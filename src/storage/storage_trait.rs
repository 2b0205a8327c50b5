//! Storage Traits
//!
//! This module defines the two persistence seams of the pipeline:
//! - [`MetadataStore`]: session and artifact records (the ownership hierarchy)
//! - [`ObjectStore`]: raw image bytes and derived thumbnails
//!
//! The two stores fail independently and share no transaction. Callers keep
//! them consistent by ordering writes and compensating on failure.

use async_trait::async_trait;

use crate::error_handling::types::StorageError;
use crate::storage::types::{
    ArtifactKey, ArtifactRecord, MetadataKey, NewArtifact, ObjectListing, ObjectName, PutOptions,
    SessionKey, SessionRecord, StoredObject,
};

/// Session ("request") and artifact ("thumbnail") records.
///
/// Deleting a session never removes its artifacts; callers delete both
/// explicitly.
#[async_trait]
pub trait MetadataStore: Send + Sync {
    /// Inserts a new session for `client_id` and returns its key.
    async fn create_session(&self, client_id: &str) -> Result<SessionKey, StorageError>;

    /// Sessions of one client, or every session when `client_id` is `None`.
    async fn list_sessions(&self, client_id: Option<&str>)
        -> Result<Vec<SessionRecord>, StorageError>;

    /// Persists an artifact parented under `session`.
    async fn put_artifact(
        &self,
        session: SessionKey,
        artifact: &NewArtifact,
    ) -> Result<ArtifactKey, StorageError>;

    /// Artifacts under one session, or every artifact when `session` is `None`.
    async fn list_artifacts(
        &self,
        session: Option<SessionKey>,
    ) -> Result<Vec<ArtifactRecord>, StorageError>;

    /// Artifacts whose stored object is `object`.
    async fn list_artifacts_by_object(
        &self,
        object: &ObjectName,
    ) -> Result<Vec<ArtifactRecord>, StorageError>;

    /// Removes the given records in one batch, artifacts before sessions.
    ///
    /// Returns the number of rows removed. Missing keys are not an error.
    async fn delete_many(&self, keys: &[MetadataKey]) -> Result<u64, StorageError>;
}

/// Blob storage for fetched images and their thumbnails.
#[async_trait]
pub trait ObjectStore: Send + Sync {
    /// Writes `data` under `name`, replacing any previous object, and returns
    /// the number of bytes written.
    async fn put(
        &self,
        name: &ObjectName,
        data: &[u8],
        options: &PutOptions,
    ) -> Result<u64, StorageError>;

    async fn get(&self, name: &ObjectName) -> Result<StoredObject, StorageError>;

    /// Deletes `name`. Deleting a missing object succeeds.
    async fn delete(&self, name: &ObjectName) -> Result<(), StorageError>;

    async fn exists(&self, name: &ObjectName) -> Result<bool, StorageError>;

    /// Every stored object, for orphan collection.
    async fn list(&self) -> Result<Vec<ObjectListing>, StorageError>;

    /// Servable URL of a public-read object.
    fn public_url(&self, name: &ObjectName) -> String;
}
//! Port definition for retrieving image bytes over the network.

use async_trait::async_trait;
use bytes::Bytes;

use crate::domain::entities::ImageUrl;
use crate::domain::errors::FetchError;

/// Port for fetching raw image bytes.
#[async_trait]
pub trait ImageFetcherPort: Send + Sync {
    /// Performs exactly one retrieval of `url` and returns the response body
    /// unmodified.
    async fn fetch_image(&self, url: &ImageUrl) -> Result<Bytes, FetchError>;
}

#[cfg(test)]
pub mod mock {
    use std::sync::atomic::{AtomicUsize, Ordering};

    use parking_lot::Mutex;

    use super::*;

    /// Mock fetcher returning a fixed outcome and counting calls.
    pub struct MockImageFetcher {
        outcome: Mutex<Result<Bytes, FetchError>>,
        calls: AtomicUsize,
    }

    impl MockImageFetcher {
        /// Creates mock that answers every request with `data`.
        pub fn with_bytes(data: impl Into<Bytes>) -> Self {
            Self {
                outcome: Mutex::new(Ok(data.into())),
                calls: AtomicUsize::new(0),
            }
        }

        /// Creates mock that fails every request with `error`.
        pub fn failing(error: FetchError) -> Self {
            Self {
                outcome: Mutex::new(Err(error)),
                calls: AtomicUsize::new(0),
            }
        }

        /// Replaces the outcome of subsequent requests.
        pub fn set_outcome(&self, outcome: Result<Bytes, FetchError>) {
            *self.outcome.lock() = outcome;
        }

        /// Number of requests issued.
        pub fn calls(&self) -> usize {
            self.calls.load(Ordering::SeqCst)
        }
    }

    #[async_trait]
    impl ImageFetcherPort for MockImageFetcher {
        async fn fetch_image(&self, _url: &ImageUrl) -> Result<Bytes, FetchError> {
            self.calls.fetch_add(1, Ordering::SeqCst);
            self.outcome.lock().clone()
        }
    }
}
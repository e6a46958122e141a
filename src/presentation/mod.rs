//! Presentation layer: observable loading state for views.

mod image_view_model;

pub use image_view_model::{FetchTask, ImageViewModel};
//! Image fetch use case: cache lookup, network retrieval and decoding.

use std::sync::Arc;

use bytes::Bytes;
use tracing::{debug, trace, warn};

use crate::domain::entities::{CachingPolicy, ImageSource, ImageUrl, LoadedImage};
use crate::domain::errors::FetchError;
use crate::domain::ports::{ImageCachePort, ImageDecoderPort, ImageFetcherPort};

/// Resolves a URL to a decoded image according to a caching policy.
#[derive(Clone)]
pub struct FetchImageUseCase {
    fetcher: Arc<dyn ImageFetcherPort>,
    cache: Arc<dyn ImageCachePort>,
    decoder: Arc<dyn ImageDecoderPort>,
}

impl FetchImageUseCase {
    /// Creates new fetch use case.
    #[must_use]
    pub const fn new(
        fetcher: Arc<dyn ImageFetcherPort>,
        cache: Arc<dyn ImageCachePort>,
        decoder: Arc<dyn ImageDecoderPort>,
    ) -> Self {
        Self {
            fetcher,
            cache,
            decoder,
        }
    }

    /// Fetches the image at `url`.
    ///
    /// A missing or malformed URL fails before the cache or network is touched.
    ///
    /// # Errors
    /// Returns `InvalidUrl` for a missing or malformed URL, otherwise see
    /// [`Self::fetch_image_url`].
    pub async fn fetch_image(
        &self,
        url: Option<&str>,
        policy: CachingPolicy,
    ) -> Result<LoadedImage, FetchError> {
        let Some(raw) = url else {
            warn!("No image URL provided");
            return Err(FetchError::invalid_url(None::<String>));
        };

        let url =
            ImageUrl::parse(raw).inspect_err(|_| warn!(url = raw, "Malformed image URL"))?;

        self.fetch_image_url(&url, policy).await
    }

    /// Fetches the image at an already validated URL.
    ///
    /// With [`CachingPolicy::DuringAppSession`] cached bytes are used when
    /// present, and freshly downloaded bytes are cached once they decode.
    /// With [`CachingPolicy::WithViewCycle`] the cache is never read or written.
    /// Cached bytes that no longer decode fail the request; they are not
    /// treated as a miss.
    ///
    /// # Errors
    /// Propagates fetcher errors unchanged and returns `InvalidData` when the
    /// bytes do not decode.
    pub async fn fetch_image_url(
        &self,
        url: &ImageUrl,
        policy: CachingPolicy,
    ) -> Result<LoadedImage, FetchError> {
        if policy.persists_in_session()
            && let Some(cached) = self.cache.fetch_image_for_url(url)
        {
            debug!(url = %url, bytes = cached.len(), "Using cached image bytes");
            let image = self.decode(cached).await?;
            return Ok(LoadedImage::new(image, ImageSource::SessionCache));
        }

        let data = self.fetcher.fetch_image(url).await?;
        let image = self.decode(data.clone()).await?;

        match policy {
            CachingPolicy::DuringAppSession => self.cache.cache_image(data, url),
            CachingPolicy::WithViewCycle => {
                trace!(url = %url, "View-scoped fetch, skipping session cache");
            }
        }

        debug!(
            url = %url,
            width = image.width(),
            height = image.height(),
            policy = %policy,
            "Image loaded from network"
        );

        Ok(LoadedImage::new(image, ImageSource::Network))
    }

    /// Removes the cached bytes for `url`. No-op if absent.
    pub fn remove_cached_image(&self, url: &ImageUrl) {
        self.cache.remove_cached_image(url);
    }

    /// Clears the session cache.
    pub fn remove_all_cached_images(&self) {
        self.cache.remove_all_cached_images();
    }

    async fn decode(&self, data: Bytes) -> Result<image::DynamicImage, FetchError> {
        let decoder = Arc::clone(&self.decoder);
        let input = data.clone();

        match tokio::task::spawn_blocking(move || decoder.decode(&input)).await {
            Ok(Some(image)) => Ok(image),
            Ok(None) => {
                warn!(bytes = data.len(), "Image bytes did not decode");
                Err(FetchError::invalid_data(data))
            }
            Err(e) => {
                warn!(error = %e, "Decode task failed");
                Err(FetchError::invalid_data(data))
            }
        }
    }
}

impl std::fmt::Debug for FetchImageUseCase {
    fn fmt(&self, f: &mut std::fmt::Formatter<'_>) -> std::fmt::Result {
        f.debug_struct("FetchImageUseCase")
            .field("cached_entries", &self.cache.len())
            .finish_non_exhaustive()
    }
}
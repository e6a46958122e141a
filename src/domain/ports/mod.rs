mod image_cache_port;
mod image_decoder_port;
mod image_fetcher_port;

pub use image_cache_port::ImageCachePort;
pub use image_decoder_port::ImageDecoderPort;
pub use image_fetcher_port::ImageFetcherPort;
//! Domain layer with core entities, errors and port definitions.

/// Entity definitions.
pub mod entities;
/// Error types.
pub mod errors;
/// Port definitions.
pub mod ports;

pub use entities::{CachingPolicy, ImageSource, ImageUrl, LoadedImage, LoadingState};
pub use errors::FetchError;
pub use ports::{ImageCachePort, ImageDecoderPort, ImageFetcherPort};
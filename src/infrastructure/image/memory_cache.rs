//! Generic in-memory LRU store.

use std::borrow::Borrow;
use std::hash::Hash;
use std::num::NonZeroUsize;
use std::sync::atomic::{AtomicU64, Ordering};

use lru::LruCache;
use parking_lot::Mutex;
use tracing::trace;

/// Number of entries kept before the least recently used one is evicted.
pub const DEFAULT_CAPACITY: usize = 100;

/// Thread-safe key-value store with automatic LRU eviction.
///
/// Values are cloned out on lookup, so `V` should be cheap to clone
/// (`Bytes`, `Arc<_>`).
pub struct CacheStore<K: Hash + Eq, V> {
    cache: Mutex<LruCache<K, V>>,
    hits: AtomicU64,
    misses: AtomicU64,
}

impl<K: Hash + Eq, V: Clone> CacheStore<K, V> {
    /// Creates a store holding at most `capacity` entries.
    #[must_use]
    pub fn new(capacity: usize) -> Self {
        let cap = NonZeroUsize::new(capacity).unwrap_or(NonZeroUsize::MIN);
        Self {
            cache: Mutex::new(LruCache::new(cap)),
            hits: AtomicU64::new(0),
            misses: AtomicU64::new(0),
        }
    }

    /// Creates a store with the default capacity.
    #[must_use]
    pub fn with_default_capacity() -> Self {
        Self::new(DEFAULT_CAPACITY)
    }

    /// Inserts `value` under `key`, replacing any previous value.
    pub fn store(&self, value: V, key: K) {
        let mut cache = self.cache.lock();
        let full = cache.len() == cache.cap().get() && !cache.contains(&key);
        cache.put(key, value);
        if full {
            trace!("Store full, evicted least recently used entry");
        }
    }

    /// Returns a clone of the value stored under `key`, if present.
    pub fn fetch<Q>(&self, key: &Q) -> Option<V>
    where
        K: Borrow<Q>,
        Q: Hash + Eq + ?Sized,
    {
        let mut cache = self.cache.lock();
        if let Some(value) = cache.get(key) {
            self.hits.fetch_add(1, Ordering::Relaxed);
            Some(value.clone())
        } else {
            self.misses.fetch_add(1, Ordering::Relaxed);
            None
        }
    }

    /// Removes the entry under `key`. No-op if absent.
    pub fn remove<Q>(&self, key: &Q)
    where
        K: Borrow<Q>,
        Q: Hash + Eq + ?Sized,
    {
        self.cache.lock().pop(key);
    }

    /// Removes every entry.
    pub fn remove_all(&self) {
        self.cache.lock().clear();
    }

    /// Returns the number of stored entries.
    #[must_use]
    pub fn len(&self) -> usize {
        self.cache.lock().len()
    }

    /// Returns true if nothing is stored.
    #[must_use]
    pub fn is_empty(&self) -> bool {
        self.len() == 0
    }

    /// Returns lookup statistics.
    #[must_use]
    #[allow(clippy::cast_precision_loss)]
    pub fn stats(&self) -> CacheStats {
        let hits = self.hits.load(Ordering::Relaxed);
        let misses = self.misses.load(Ordering::Relaxed);
        let total = hits + misses;
        let hit_rate = if total > 0 {
            (hits as f64 / total as f64) * 100.0
        } else {
            0.0
        };
        CacheStats {
            hits,
            misses,
            hit_rate,
            size: self.len(),
        }
    }
}

impl<K: Hash + Eq, V: Clone> Default for CacheStore<K, V> {
    fn default() -> Self {
        Self::with_default_capacity()
    }
}

/// Statistics about cache performance.
#[derive(Debug, Clone)]
pub struct CacheStats {
    /// Number of cache hits.
    pub hits: u64,
    /// Number of cache misses.
    pub misses: u64,
    /// Hit rate as a percentage.
    pub hit_rate: f64,
    /// Current number of cached entries.
    pub size: usize,
}

impl std::fmt::Display for CacheStats {
    fn fmt(&self, f: &mut std::fmt::Formatter<'_>) -> std::fmt::Result {
        write!(
            f,
            "Cache: {} entries, {:.1}% hit rate ({} hits, {} misses)",
            self.size, self.hit_rate, self.hits, self.misses
        )
    }
}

——————————

Search the records for the word "types" and copy every line where it occurs.

*TASK OUTPUT*.
use crate::error_handling::types::StorageError;
use crate::storage::types::{
/// Error types.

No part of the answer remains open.